1114 Avenue of the Americas, 34th Floor
New York, New York 10036
Ladies and Gentlemen:
I am a Senior Vice President and the associate general counsel of Warren Resources, Inc., a Maryland corporation (the “Company”), and a Senior Vice President and the general counsel of Warren E&P, Inc., a New Mexico corporation and wholly-owned subsidiary of the Company (“WEP”). I have acted as such in connection with certain matters of New Mexico law arising out of the guarantee by WEP of up to $230,410,000 in aggregate principal amount of the Company’s 9.00% Senior Notes due 2022 (the “Exchange Notes”) to be issued in connection with an exchange offer to be made pursuant to a Registration Statement on Form S-4, filed with the Securities and Exchange Commission (the “Commission”) on or about the date hereof (the “Registration Statement”) under the Securities Act of 1933, as amended (the “Securities Act”). The Company’s obligations under the Exchange Notes will be guaranteed (the “Guarantee”) by WEP and other guarantors under the Indenture dated as of August 11, 2014 (the “Indenture”) by and among the Company, the guarantors named therein and U.S. Bank National Association, as trustee.
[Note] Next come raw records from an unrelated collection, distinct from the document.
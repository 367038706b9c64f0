pub mod create_video;
pub mod delete_video;
pub mod get_media;
pub mod get_video;
pub mod list_videos;
pub mod update_media_status;
pub mod update_video;
pub mod upload_media;

pub use create_video::{CreateVideoCommand, CreateVideoHandler, CreateVideoResult};
pub use delete_video::{DeleteVideoCommand, DeleteVideoHandler};
pub use get_media::{GetMediaHandler, GetMediaQuery, GetMediaResult, MediaOutput};
pub use get_video::{
    AudioVideoMediaOutput, GetVideoHandler, GetVideoQuery, GetVideoResult, ImageMediaOutput,
    VideoOutput,
};
pub use list_videos::{ListVideosHandler, ListVideosQuery, ListVideosResult, VideoListOutput};
pub use update_media_status::{
    UpdateMediaStatusCommand, UpdateMediaStatusHandler, UpdateMediaStatusResult,
};
pub use update_video::{UpdateVideoCommand, UpdateVideoHandler, UpdateVideoResult};
pub use upload_media::{UploadMediaCommand, UploadMediaHandler, UploadMediaResult};
/// Video Aggregate Root
///
/// - `Video` is the only entry point for metadata and media slot changes
/// - `VideoMetadata` groups the fields replaced by `update`
/// - `VideoSnapshot` is the flat shape used by persistence adapters
mod metadata;
mod snapshot;
mod video;

pub use metadata::VideoMetadata;
pub use snapshot::VideoSnapshot;
pub use video::Video;
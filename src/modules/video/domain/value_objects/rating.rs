use serde::{Deserialize, Serialize};

/// Age rating of a video
#[derive(Debug, Clone, Copy, PartialEq, Eq, Hash, Serialize, Deserialize)]
pub enum Rating {
    #[serde(rename = "ER")]
    Er,
    #[serde(rename = "L")]
    L,
    #[serde(rename = "10")]
    Age10,
    #[serde(rename = "12")]
    Age12,
    #[serde(rename = "14")]
    Age14,
    #[serde(rename = "16")]
    Age16,
    #[serde(rename = "18")]
    Age18,
}

impl Rating {
    pub const ALL: [Rating; 7] = [
        Rating::Er,
        Rating::L,
        Rating::Age10,
        Rating::Age12,
        Rating::Age14,
        Rating::Age16,
        Rating::Age18,
    ];

    pub fn as_str(&self) -> &'static str {
        match self {
            Rating::Er => "ER",
            Rating::L => "L",
            Rating::Age10 => "10",
            Rating::Age12 => "12",
            Rating::Age14 => "14",
            Rating::Age16 => "16",
            Rating::Age18 => "18",
        }
    }

    /// Parse a rating name. Unknown values yield `None` so the validator,
    /// not the parser, reports them.
    pub fn of(value: &str) -> Option<Self> {
        Self::ALL
            .into_iter()
            .find(|r| r.as_str().eq_ignore_ascii_case(value.trim()))
    }
}

impl std::fmt::Display for Rating {
    fn fmt(&self, f: &mut std::fmt::Formatter<'_>) -> std::fmt::Result {
        write!(f, "{}", self.as_str())
    }
}
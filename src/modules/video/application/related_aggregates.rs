use std::collections::HashSet;
use std::fmt::Display;
use std::hash::Hash;
use std::sync::Arc;

use crate::modules::catalog::domain::{CastMemberGateway, CategoryGateway, GenreGateway};
use crate::modules::video::domain::VideoMetadata;
use crate::shared::errors::AppResult;
use crate::shared::validation::{ValidationError, ValidationHandler};

/// Checks that every category, genre and cast member a video refers to
/// exists. Empty sets are not sent to their gateway.
#[derive(Clone)]
pub struct RelatedAggregatesValidator {
    category_gateway: Arc<dyn CategoryGateway>,
    genre_gateway: Arc<dyn GenreGateway>,
    cast_member_gateway: Arc<dyn CastMemberGateway>,
}

impl RelatedAggregatesValidator {
    pub fn new(
        category_gateway: Arc<dyn CategoryGateway>,
        genre_gateway: Arc<dyn GenreGateway>,
        cast_member_gateway: Arc<dyn CastMemberGateway>,
    ) -> Self {
        Self {
            category_gateway,
            genre_gateway,
            cast_member_gateway,
        }
    }

    /// Append one error per kind of reference with missing ids, in the
    /// order categories, genres, cast members
    pub async fn validate(
        &self,
        metadata: &VideoMetadata,
        handler: &mut (dyn ValidationHandler + Send),
    ) -> AppResult<()> {
        if !metadata.categories.is_empty() {
            let ids = sorted(&metadata.categories);
            let found = self.category_gateway.exists_by_ids(&ids).await?;
            append_missing(handler, "categories", ids, found)?;
        }

        if !metadata.genres.is_empty() {
            let ids = sorted(&metadata.genres);
            let found = self.genre_gateway.exists_by_ids(&ids).await?;
            append_missing(handler, "genres", ids, found)?;
        }

        if !metadata.cast_members.is_empty() {
            let ids = sorted(&metadata.cast_members);
            let found = self.cast_member_gateway.exists_by_ids(&ids).await?;
            append_missing(handler, "cast members", ids, found)?;
        }

        Ok(())
    }
}

fn sorted<I: Ord + Clone>(ids: &HashSet<I>) -> Vec<I> {
    let mut ids: Vec<I> = ids.iter().cloned().collect();
    ids.sort();
    ids
}

fn append_missing<I>(
    handler: &mut dyn ValidationHandler,
    aggregate: &str,
    requested: Vec<I>,
    found: Vec<I>,
) -> AppResult<()>
where
    I: Eq + Hash + Display,
{
    let found: HashSet<I> = found.into_iter().collect();
    let missing: Vec<String> = requested
        .into_iter()
        .filter(|id| !found.contains(id))
        .map(|id| id.to_string())
        .collect();

    if missing.is_empty() {
        return Ok(());
    }

    handler.append(ValidationError::new(format!(
        "Some {} could not be found: {}",
        aggregate,
        missing.join(", ")
    )))
}

#[cfg(test)]
mod tests {
    use super::*;
    use crate::modules::catalog::domain::{CategoryId, GenreId};
    use crate::modules::video::application::mocks::{
        untouched_catalog, MockCastMemberGateway, MockCategoryGateway, MockGenreGateway,
    };
    use crate::shared::validation::Notification;

    #[tokio::test]
    async fn test_empty_sets_never_reach_gateways() {
        let (categories, genres, cast_members) = untouched_catalog();
        let validator =
            RelatedAggregatesValidator::new(Arc::new(categories), Arc::new(genres), Arc::new(cast_members));
        let mut notification = Notification::create();

        validator
            .validate(&VideoMetadata::default(), &mut notification)
            .await
            .unwrap();

        assert!(!notification.has_error());
    }

    #[tokio::test]
    async fn test_reports_missing_ids_sorted() {
        let mut categories = MockCategoryGateway::new();
        categories
            .expect_exists_by_ids()
            .times(1)
            .returning(|_| Ok(vec![CategoryId::from("cat-2")]));
        let mut genres = MockGenreGateway::new();
        genres
            .expect_exists_by_ids()
            .times(1)
            .returning(|ids| Ok(ids.to_vec()));
        let mut cast_members = MockCastMemberGateway::new();
        cast_members.expect_exists_by_ids().never();

        let validator = RelatedAggregatesValidator::new(
            Arc::new(categories),
            Arc::new(genres),
            Arc::new(cast_members),
        );
        let metadata = VideoMetadata {
            categories: HashSet::from([
                CategoryId::from("cat-3"),
                CategoryId::from("cat-1"),
                CategoryId::from("cat-2"),
            ]),
            genres: HashSet::from([GenreId::from("gen-1")]),
            ..Default::default()
        };
        let mut notification = Notification::create();

        validator.validate(&metadata, &mut notification).await.unwrap();

        assert_eq!(notification.errors().len(), 1);
        assert_eq!(
            notification.errors()[0].message,
            "Some categories could not be found: cat-1, cat-3"
        );
    }
}
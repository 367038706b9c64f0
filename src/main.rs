use catalog_admin_lib::shared::AppConfig;

#[tokio::main]
async fn main() -> anyhow::Result<()> {
    // Load environment variables
    let config = AppConfig::from_env()?;

    catalog_admin_lib::run(config).await
}
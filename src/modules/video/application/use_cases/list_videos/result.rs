use chrono::{DateTime, Utc};
use serde::Serialize;

use crate::modules::video::domain::Video;
use crate::shared::application::PaginatedResult;

/// Summary row of a video listing
#[derive(Debug, Clone, PartialEq, Serialize)]
#[serde(rename_all = "camelCase")]
pub struct VideoListOutput {
    pub id: String,
    pub title: String,
    pub description: String,
    pub created_at: DateTime<Utc>,
    pub updated_at: DateTime<Utc>,
}

impl From<&Video> for VideoListOutput {
    fn from(video: &Video) -> Self {
        Self {
            id: video.id().to_string(),
            title: video.title().to_string(),
            description: video.description().to_string(),
            created_at: video.created_at(),
            updated_at: video.updated_at(),
        }
    }
}

/// Result of listing videos (uses PaginatedResult from shared)
pub type ListVideosResult = PaginatedResult<VideoListOutput>;
pub mod media_storage;
#[cfg(test)]
pub(crate) mod mocks;
pub mod ports;
pub mod related_aggregates;
pub mod use_cases;
pub mod video_fields;

// Re-export commonly used types
pub use media_storage::VideoResources;
pub use ports::EventPublisher;
pub use related_aggregates::RelatedAggregatesValidator;
pub use use_cases::*;
pub use video_fields::VideoFields;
The Exchange Notes and Guarantee are to be issued in exchange for and in replacement of the Company’s currently outstanding $230,410,000 aggregate principal amount of 9.00% Senior Notes due 2022 and the guarantee thereof. This opinion letter (the “Opinion”) is furnished to the Company at its request.
In connection with this Opinion, I have examined original counterparts or copies of original counterparts of the following documents:
(a). The Registration Statement; and
(b). The Indenture.
I have also examined originals or copies of such other records of WEP, certificates of public officials and officers or other representatives of WEP, and agreements and other documents as I have deemed necessary, subject to the assumptions set forth below, as a basis for the Opinions expressed below.
In rendering the Opinions expressed below, I have assumed:
(i). The genuineness of all signatures;
(ii). The authenticity of the originals of the documents submitted to me; and
(iii). The conformity to authentic originals of any documents submitted to me as copies.
I have not independently established the validity of the foregoing assumptions.
As to matters of fact, I have relied, without independent investigation or verification, on the representations and statements made in certificates of public officials and officers of the Company and WEP.
Based on the foregoing, and subject to the qualifications and limitations set forth herein, I am of the Opinion that:
1. WEP is a corporation that is validly existing and in good standing under the laws of the State of New Mexico;
2. WEP has the corporate power to guarantee the Exchange Notes pursuant to the Indenture; and
3. WEP has taken all corporate action necessary to authorize the execution, delivery and performance of its Guarantee.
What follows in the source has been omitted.